The Shakespeare Conference: SHK 27.136  Tuesday, 19 April 2016

 

[1] From:        Arnie Perlstein <This email address is being protected from spambots. You need JavaScript enabled to view it.>

     Date:         April 18, 2016 at 1:48:23 PM EDT

     Subject:    Identity of the Clown in Othello 

 

[2] From:        Arnie Perlstein <This email address is being protected from spambots. You need JavaScript enabled to view it.>

     Date:         April 18, 2016 at 2:29:34 PM EDT

     Subject:    Identity of the Clown in Othello 

 

 

[1]-----------------------------------------------------------------

From:        Arnie Perlstein <This email address is being protected from spambots. You need JavaScript enabled to view it.>

Date:         April 18, 2016 at 1:48:23 PM EDT

Subject:    Identity of the Clown in Othello 

 

Laurie Johnson wrote: 

 

“I haven’t yet been convinced by anything in the arguments about the Clown in Othello being Iago in disguise, and I would like to pose one problem with the theory that the text of the play exposes. In Act 3, Scene 1, the Clown exits and Iago enters on the same line (line 31 in the Folger digital copy, the Clown exiting on “I shall seem to notify her”).

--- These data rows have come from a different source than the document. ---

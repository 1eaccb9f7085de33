//! Pipeline Stages
//!
//! Each stage is a single-threaded loop over blocking FIFO channels:
//! receive, transform, forward. Stages share no mutable state beyond
//! the channels. On receiving [`Message::Shutdown`] a stage forwards
//! exactly one equivalent marker downstream, logs its termination and
//! exits without reading again.
//!
//! A transform panic is caught and the stage still forwards `Shutdown`
//! before exiting — otherwise the marker would be lost and every
//! downstream consumer would block forever.

use crate::message::Message;
use std::panic::AssertUnwindSafe;
use std::sync::mpsc::{channel, Receiver, Sender};
use std::thread::JoinHandle;
use std::time::Duration;

/// Apply the ROT13 substitution cipher to ASCII letters; all other
/// characters pass through. Reversible: applying it twice yields the
/// input.
pub fn rot13(text: &str) -> String {
    text.chars()
        .map(|c| match c {
            'a'..='z' => (((c as u8 - b'a' + 13) % 26) + b'a') as char,
            'A'..='Z' => (((c as u8 - b'A' + 13) % 26) + b'A') as char,
            other => other,
        })
        .collect()
}

/// Run one stage until shutdown.
///
/// The loop ends when a `Shutdown` marker arrives, when the inbound
/// channel disconnects (the producer vanished without a marker — the
/// stage still forwards one), or when the outbound channel
/// disconnects (nobody is listening downstream).
pub fn run_stage<F>(name: &str, inbound: Receiver<Message>, outbound: Sender<Message>, transform: F)
where
    F: Fn(String) -> String,
{
    loop {
        let message = match inbound.recv() {
            Ok(message) => message,
            Err(_) => {
                tracing::warn!(stage = name, "inbound channel closed without shutdown marker");
                let _ = outbound.send(Message::Shutdown);
                break;
            }
        };

        match message {
            Message::Text(text) => {
                let transformed =
                    std::panic::catch_unwind(AssertUnwindSafe(|| transform(text)));
                match transformed {
                    Ok(output) => {
                        tracing::debug!(stage = name, payload = %output, "forwarding");
                        if outbound.send(Message::Text(output)).is_err() {
                            tracing::warn!(stage = name, "outbound channel closed");
                            break;
                        }
                    }
                    Err(_) => {
                        tracing::error!(stage = name, "transform panicked; shutting down");
                        let _ = outbound.send(Message::Shutdown);
                        break;
                    }
                }
            }
            Message::Shutdown => {
                let _ = outbound.send(Message::Shutdown);
                tracing::info!(stage = name, "stage terminated");
                break;
            }
        }
    }
}

/// A running two-stage pipeline.
///
/// Stage A lowercases each payload after a fixed artificial delay
/// (simulating slow work); stage B applies ROT13. The driver feeds
/// [`Pipeline::input`], reads [`Pipeline::output`], and sends
/// [`Message::Shutdown`] once to begin orderly teardown.
pub struct Pipeline {
    /// Producer end of stage A's inbound queue.
    pub input: Sender<Message>,
    /// Consumer end of stage B's outbound queue.
    pub output: Receiver<Message>,
    handles: Vec<JoinHandle<()>>,
}

impl Pipeline {
    /// Spawn both stage threads, connected by unbounded FIFO channels.
    pub fn spawn(stage_a_delay: Duration) -> std::io::Result<Self> {
        let (input, a_inbound) = channel();
        let (a_outbound, b_inbound) = channel();
        let (b_outbound, output) = channel();

        let stage_a = std::thread::Builder::new()
            .name("stage-a".to_string())
            .spawn(move || {
                run_stage("stage-a", a_inbound, a_outbound, move |text| {
                    std::thread::sleep(stage_a_delay);
                    text.to_lowercase()
                });
            })?;

        let stage_b = std::thread::Builder::new()
            .name("stage-b".to_string())
            .spawn(move || {
                run_stage("stage-b", b_inbound, b_outbound, |text| rot13(&text));
            })?;

        Ok(Self {
            input,
            output,
            handles: vec![stage_a, stage_b],
        })
    }

    /// Split the pipeline into its channel ends and stage handles,
    /// for drivers that hand the ends to different threads.
    pub fn into_parts(
        self,
    ) -> (
        Sender<Message>,
        Receiver<Message>,
        Vec<JoinHandle<()>>,
    ) {
        (self.input, self.output, self.handles)
    }

    /// Wait for both stages to exit. Call after sending `Shutdown`.
    pub fn join(self) {
        // A stage thread only panics if the runtime itself is broken;
        // surface that to the caller.
        for handle in self.handles {
            if handle.join().is_err() {
                tracing::error!("pipeline stage thread panicked");
            }
        }
    }
}
#![warn(missing_docs)]
//! Quadbench Core
//!
//! The numeric half of quadbench:
//! - interval partitioning for parallel work splitting
//! - left-endpoint Riemann quadrature with a configurable
//!   remainder-distribution policy
//! - a registry of named integrands that can be addressed across the
//!   process-isolation boundary
//! - per-call timing instrumentation ([`TimedInvoker`])
//! - the worker process entry point for the isolated strategy

mod interval;
mod invoke;
mod quad;
mod registry;
mod worker;

pub use interval::{split_interval, ArgumentError, Interval};
pub use invoke::{worker_identity, InvokeRecord, TimedInvoker};
pub use quad::{integrate, iterations_per_job, RemainderPolicy};
pub use registry::{find_integrand, registered_integrands, IntegrandDef};
pub use worker::{panic_message, WorkerMain};
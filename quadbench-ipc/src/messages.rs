//! IPC Message Types
//!
//! Everything that crosses the isolation boundary lives here. Tasks
//! reference their integrand by registry name; the worker resolves the
//! name on its own side of the boundary.

use rkyv::{Archive, Deserialize as RkyvDeserialize, Serialize as RkyvSerialize};
use serde::{Deserialize, Serialize};

/// What a timed invocation writes to the log.
///
/// Also appears in `quad.toml` under `[log]`, hence the serde derives
/// next to the rkyv ones: the same options travel to isolated workers
/// inside each [`TaskSpec`].
#[derive(
    Debug, Clone, Copy, PartialEq, Eq, Archive, RkyvSerialize, RkyvDeserialize, Serialize,
    Deserialize,
)]
#[archive(check_bytes)]
pub struct LogOptions {
    /// Record wall-clock start and end timestamps.
    #[serde(default = "enabled")]
    pub start_end: bool,
    /// Record the rendered input parameters.
    #[serde(default = "enabled")]
    pub params: bool,
    /// Record the rendered return value.
    #[serde(default = "enabled")]
    pub result: bool,
    /// Record the elapsed duration.
    #[serde(default = "enabled")]
    pub duration: bool,
}

fn enabled() -> bool {
    true
}

impl Default for LogOptions {
    fn default() -> Self {
        Self {
            start_end: true,
            params: true,
            result: true,
            duration: true,
        }
    }
}

/// One quadrature task shipped to an isolated worker.
#[derive(Debug, Clone, PartialEq, Archive, RkyvSerialize, RkyvDeserialize)]
#[archive(check_bytes)]
pub struct TaskSpec {
    /// Registry name of the integrand (resolved worker-side).
    pub integrand: String,
    /// Lower bound of the sub-interval.
    pub low: f64,
    /// Upper bound of the sub-interval.
    pub high: f64,
    /// Left-rule iteration count for this sub-interval.
    pub iterations: u64,
    /// Logging options for the worker-side timed invocation.
    pub log: LogOptions,
}

impl TaskSpec {
    /// Validate the task, returning a description of the first problem.
    pub fn validate(&self) -> Result<(), String> {
        if self.integrand.is_empty() {
            return Err("integrand name must not be empty".to_string());
        }
        if !self.low.is_finite() || !self.high.is_finite() {
            return Err(format!(
                "interval bounds must be finite (got [{}, {}])",
                self.low, self.high
            ));
        }
        if self.low > self.high {
            return Err(format!(
                "interval bounds out of order: {} > {}",
                self.low, self.high
            ));
        }
        if self.iterations == 0 {
            return Err("iteration count must be at least 1".to_string());
        }
        Ok(())
    }
}

/// Worker capabilities advertised during the Hello handshake.
#[derive(Debug, Clone, Archive, RkyvSerialize, RkyvDeserialize)]
#[archive(check_bytes)]
pub struct WorkerCapabilities {
    /// Protocol version for compatibility checking.
    pub protocol_version: u32,
    /// OS process id of the worker (the worker-identity tag in logs).
    pub pid: u32,
    /// Number of logical CPUs visible to the worker.
    pub cpu_count: u32,
}

impl Default for WorkerCapabilities {
    fn default() -> Self {
        Self {
            protocol_version: crate::PROTOCOL_VERSION,
            pid: std::process::id(),
            cpu_count: std::thread::available_parallelism()
                .map(|p| p.get() as u32)
                .unwrap_or(1),
        }
    }
}

/// Commands sent from the coordinator to a worker.
#[derive(Debug, Clone, Archive, RkyvSerialize, RkyvDeserialize)]
#[archive(check_bytes)]
pub enum SupervisorCommand {
    /// Run one quadrature task. The worker replies exactly once,
    /// echoing `seq`.
    Run {
        /// Submission index, echoed in the reply for order checking.
        seq: u32,
        /// The task itself.
        task: TaskSpec,
    },
    /// Health check; no reply expected.
    Ping,
    /// Request graceful shutdown. The worker exits its command loop.
    Shutdown,
}

/// Categories of worker-side failure.
#[derive(
    Debug, Clone, Copy, PartialEq, Eq, Archive, RkyvSerialize, RkyvDeserialize,
)]
#[archive(check_bytes)]
pub enum FailureKind {
    /// The integrand panicked mid-computation.
    Panic,
    /// The task named an integrand absent from this worker's registry.
    UnknownIntegrand,
    /// The task failed validation on the worker side.
    InvalidTask,
    /// Anything else.
    Unknown,
}

/// Messages sent from a worker back to the coordinator.
#[derive(Debug, Clone, Archive, RkyvSerialize, RkyvDeserialize)]
#[archive(check_bytes)]
pub enum WorkerMessage {
    /// Initial handshake.
    Hello(WorkerCapabilities),

    /// Task completed; `elapsed_nanos` is measured inside the worker,
    /// around the computation only.
    TaskDone {
        /// Echoed submission index.
        seq: u32,
        /// The partial sum for this sub-interval.
        value: f64,
        /// Worker-side elapsed wall-clock time.
        elapsed_nanos: u64,
    },

    /// Task failed; no value is produced for this submission index.
    Failure {
        /// Echoed submission index.
        seq: u32,
        /// Failure category.
        kind: FailureKind,
        /// Human-readable cause.
        message: String,
    },
}
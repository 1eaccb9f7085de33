//! Interval Partitioning
//!
//! Splits `[low, high]` into `n` equal, contiguous sub-intervals.
//! Interval `i` ends exactly where interval `i + 1` begins (both ends
//! are computed from the same `low + k * width` expression), so the
//! partition covers the whole range with no gaps or overlaps beyond
//! floating-point rounding.

use thiserror::Error;

/// Invalid inputs to the partitioner or the quadrature routines.
/// Reported synchronously to the caller, never retried.
#[derive(Debug, Clone, PartialEq, Error)]
pub enum ArgumentError {
    /// Job count was zero.
    #[error("job count must be at least 1")]
    JobCount,

    /// Interval bounds were inverted or not finite.
    #[error("invalid interval bounds: low={low}, high={high}")]
    Bounds {
        /// Offending lower bound.
        low: f64,
        /// Offending upper bound.
        high: f64,
    },

    /// Total iteration count was zero.
    #[error("iteration count must be at least 1")]
    Iterations,
}

/// A closed sub-range of the integration domain.
///
/// Invariant: `low <= high`, both finite. Constructed once by
/// [`split_interval`] (or [`Interval::new`]) and immutable afterward;
/// each dispatched task owns its interval exclusively.
#[derive(Debug, Clone, Copy, PartialEq)]
pub struct Interval {
    low: f64,
    high: f64,
}

impl Interval {
    /// Build an interval, rejecting inverted or non-finite bounds.
    pub fn new(low: f64, high: f64) -> Result<Self, ArgumentError> {
        if !low.is_finite() || !high.is_finite() || low > high {
            return Err(ArgumentError::Bounds { low, high });
        }
        Ok(Self { low, high })
    }

    /// Lower bound.
    pub fn low(&self) -> f64 {
        self.low
    }

    /// Upper bound.
    pub fn high(&self) -> f64 {
        self.high
    }

    /// Width of the interval.
    pub fn width(&self) -> f64 {
        self.high - self.low
    }
}

/// Split `[low, high]` into `jobs` equal sub-intervals.
///
/// Returns exactly `jobs` intervals in ascending order whose widths
/// sum to `high - low` within floating-point tolerance.
pub fn split_interval(low: f64, high: f64, jobs: usize) -> Result<Vec<Interval>, ArgumentError> {
    if jobs == 0 {
        return Err(ArgumentError::JobCount);
    }
    // Validates the outer bounds once; sub-bounds inherit finiteness.
    Interval::new(low, high)?;

    let width = (high - low) / jobs as f64;
    Ok((0..jobs)
        .map(|i| Interval {
            low: low + i as f64 * width,
            high: low + (i + 1) as f64 * width,
        })
        .collect())
}
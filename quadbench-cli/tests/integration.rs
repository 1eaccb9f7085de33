//! Integration tests for the quadbench CLI crate
//!
//! These tests exercise the end-to-end flow through the public API:
//! argument parsing, strategy dispatch, and report generation.

use clap::Parser;
use quadbench_cli::{
    integrate_with_strategy, BenchmarkReport, Cli, ExecError, QuadConfig, Strategy,
};
use quadbench_core::RemainderPolicy;
use quadbench_ipc::LogOptions;
use std::f64::consts::FRAC_PI_2;

fn quiet_log() -> LogOptions {
    LogOptions {
        start_end: false,
        params: false,
        result: false,
        duration: false,
    }
}

/// The default scenario: cosine over [0, pi/2] integrates to 1 under
/// the thread strategy.
#[test]
fn thread_strategy_end_to_end() {
    let result = integrate_with_strategy(
        "cos",
        0.0,
        FRAC_PI_2,
        4,
        1_000_000,
        Strategy::Threads,
        RemainderPolicy::FirstJob,
        quiet_log(),
    )
    .unwrap();

    assert!((result - 1.0).abs() < 1e-5);
}

/// Both remainder policies produce a result close to the analytic
/// value; inflate just spends a few extra iterations.
#[test]
fn remainder_policies_agree_on_the_answer() {
    let exact = integrate_with_strategy(
        "sin",
        0.0,
        2.0,
        3,
        1_000_001,
        Strategy::Threads,
        RemainderPolicy::FirstJob,
        quiet_log(),
    )
    .unwrap();

    let inflated = integrate_with_strategy(
        "sin",
        0.0,
        2.0,
        3,
        1_000_001,
        Strategy::Threads,
        RemainderPolicy::Inflate,
        quiet_log(),
    )
    .unwrap();

    let analytic = 1.0 - 2.0f64.cos();
    assert!((exact - analytic).abs() < 1e-4);
    assert!((inflated - analytic).abs() < 1e-4);
}

/// An unregistered integrand name is rejected before any task is
/// dispatched, under either strategy.
#[test]
fn unknown_integrand_is_rejected_for_both_strategies() {
    for strategy in [Strategy::Threads, Strategy::Processes] {
        let result = integrate_with_strategy(
            "no-such-function",
            0.0,
            1.0,
            2,
            1000,
            strategy,
            RemainderPolicy::FirstJob,
            quiet_log(),
        );
        assert!(matches!(result, Err(ExecError::UnknownIntegrand(_))));
    }
}

/// Bad numeric arguments fail synchronously with InvalidArgument.
#[test]
fn invalid_arguments_are_rejected() {
    let result = integrate_with_strategy(
        "cos",
        1.0,
        0.0, // inverted bounds
        2,
        1000,
        Strategy::Threads,
        RemainderPolicy::FirstJob,
        quiet_log(),
    );
    assert!(matches!(result, Err(ExecError::InvalidArgument(_))));
}

/// CLI flags parse into the expected fields.
#[test]
fn cli_flags_parse() {
    let cli = Cli::try_parse_from([
        "quadbench",
        "--integrand",
        "sin",
        "--lower",
        "0.5",
        "--upper",
        "2.5",
        "-n",
        "5000",
        "-j",
        "3",
        "--strategy",
        "processes",
        "--remainder",
        "inflate",
    ])
    .unwrap();

    assert_eq!(cli.integrand.as_deref(), Some("sin"));
    assert_eq!(cli.lower, Some(0.5));
    assert_eq!(cli.upper, Some(2.5));
    assert_eq!(cli.iterations, Some(5000));
    assert_eq!(cli.jobs, Some(3));
    assert_eq!(cli.strategy, Some(Strategy::Processes));
    assert_eq!(cli.remainder.as_deref(), Some("inflate"));
    assert!(!cli.quad_worker);
}

/// A bad strategy string is a parse error, not a silent default.
#[test]
fn cli_rejects_unknown_strategy() {
    let result = Cli::try_parse_from(["quadbench", "--strategy", "fibers"]);
    assert!(result.is_err());
}

/// The hidden worker flag still parses.
#[test]
fn cli_accepts_worker_flag() {
    let cli = Cli::try_parse_from(["quadbench", "--quad-worker"]).unwrap();
    assert!(cli.quad_worker);
}

/// Config defaults plus a report write round out the bench flow
/// without spawning processes.
#[test]
fn bench_report_flow_writes_expected_lines() {
    let config = QuadConfig::default();
    let log = quiet_log();

    let sequential = integrate_with_strategy(
        &config.runner.integrand,
        config.runner.lower,
        config.runner.upper,
        1,
        100_000,
        Strategy::Threads,
        config.runner.remainder,
        log,
    )
    .unwrap();
    let threaded = integrate_with_strategy(
        &config.runner.integrand,
        config.runner.lower,
        config.runner.upper,
        4,
        100_000,
        Strategy::Threads,
        config.runner.remainder,
        log,
    )
    .unwrap();
    assert!((sequential - threaded).abs() < 1e-6);

    let mut report = BenchmarkReport::new();
    report.push("sequential", 1.5, "s");
    report.push("threads", 0.5, "s");

    let dir = tempfile::tempdir().unwrap();
    let path = dir.path().join("report.txt");
    report.write_to(&path).unwrap();

    let contents = std::fs::read_to_string(&path).unwrap();
    assert_eq!(contents, "sequential:\t1.5 s\nthreads:\t0.5 s\n");
}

From a staging perspective, this seems to me to make it unlikely that the playwright expected the two characters to be one.”

 

Laurie,

 

I addressed this very issue 4 weeks ago in my second post in this thread, and explained how the immediate shift from Clown onstage to Iago onstage was a positive not a negative in terms of staging, as follows:

 

“What if Iago’s disguise as the Clown were maintained intact for the audience until the Clown exits during 3.1, whereupon, instead of entirely leaving the stage, we would see him at the extreme side of the stage, behind some sort of wall so as to be out of sight from Cassio, shed his disguise as the Clown, to reveal himself as Iago, and then for him to enter again right away as Iago! I believe this would be a wonderful, even electrifying moment, from a dramatic point of view, and it would allow for the message to get through to the audience, which would have just experienced the same sort of duping as Iago inflicts on everyone else in the play, but where we are rescued from our duped status before the play continues. I.e., we feel what it is like to be deceived, and so we can no longer rest assured that we would not be gulled by Iago if we were there. It takes us all down a peg.”

 

In short, it’s no accident that Shakespeare wrote the entrance of Iago to immediately follow the Clown’s exit, with no gap but also no overlap - it’s a giant hint and invitation to a creative director.

 

 

Cheers, 

Arnie 

 

[2]-------------------------------------------------------------

From:        Arnie Perlstein <This email address is being protected from spambots. You need JavaScript enabled to view it.>

Date:         April 18, 2016 at 2:29:34 PM EDT

Subject:    Identity of the Clown in Othello

 

Marianne Kimura wrote: 

 

“I think the clown figure in Othello may indeed be a double of Iago, sort of a psychic shadow meant to underline or highlight Iago’s festive origins as a Vice/Lord of misrule/fool figure”

 

Thank you very much for your above reply, Marianne, which is representative of some other replies I’ve received so far, and also of some of the prior scholarly takes I’ve read on the subject of the Clown in Othello. 

 

In a way, it’s a middle ground between the extremes of seeing no particular connection between Iago and the Clown, on the one hand, and my claim that Iago is the Clown, on the other.

 

What I find most fascinating is the greater willingness of those in the middle like you, Marianne, to see Shakespeare as presenting close parallels between two characters which have no basis in the realism of the world of the play, rather than those parallels being evidence of those two characters being the same character—which,again, would be totally realistic given Iago’s being such a shapeshifter in every other way.

 

I’d love to hear what your underlying thought process is on that point!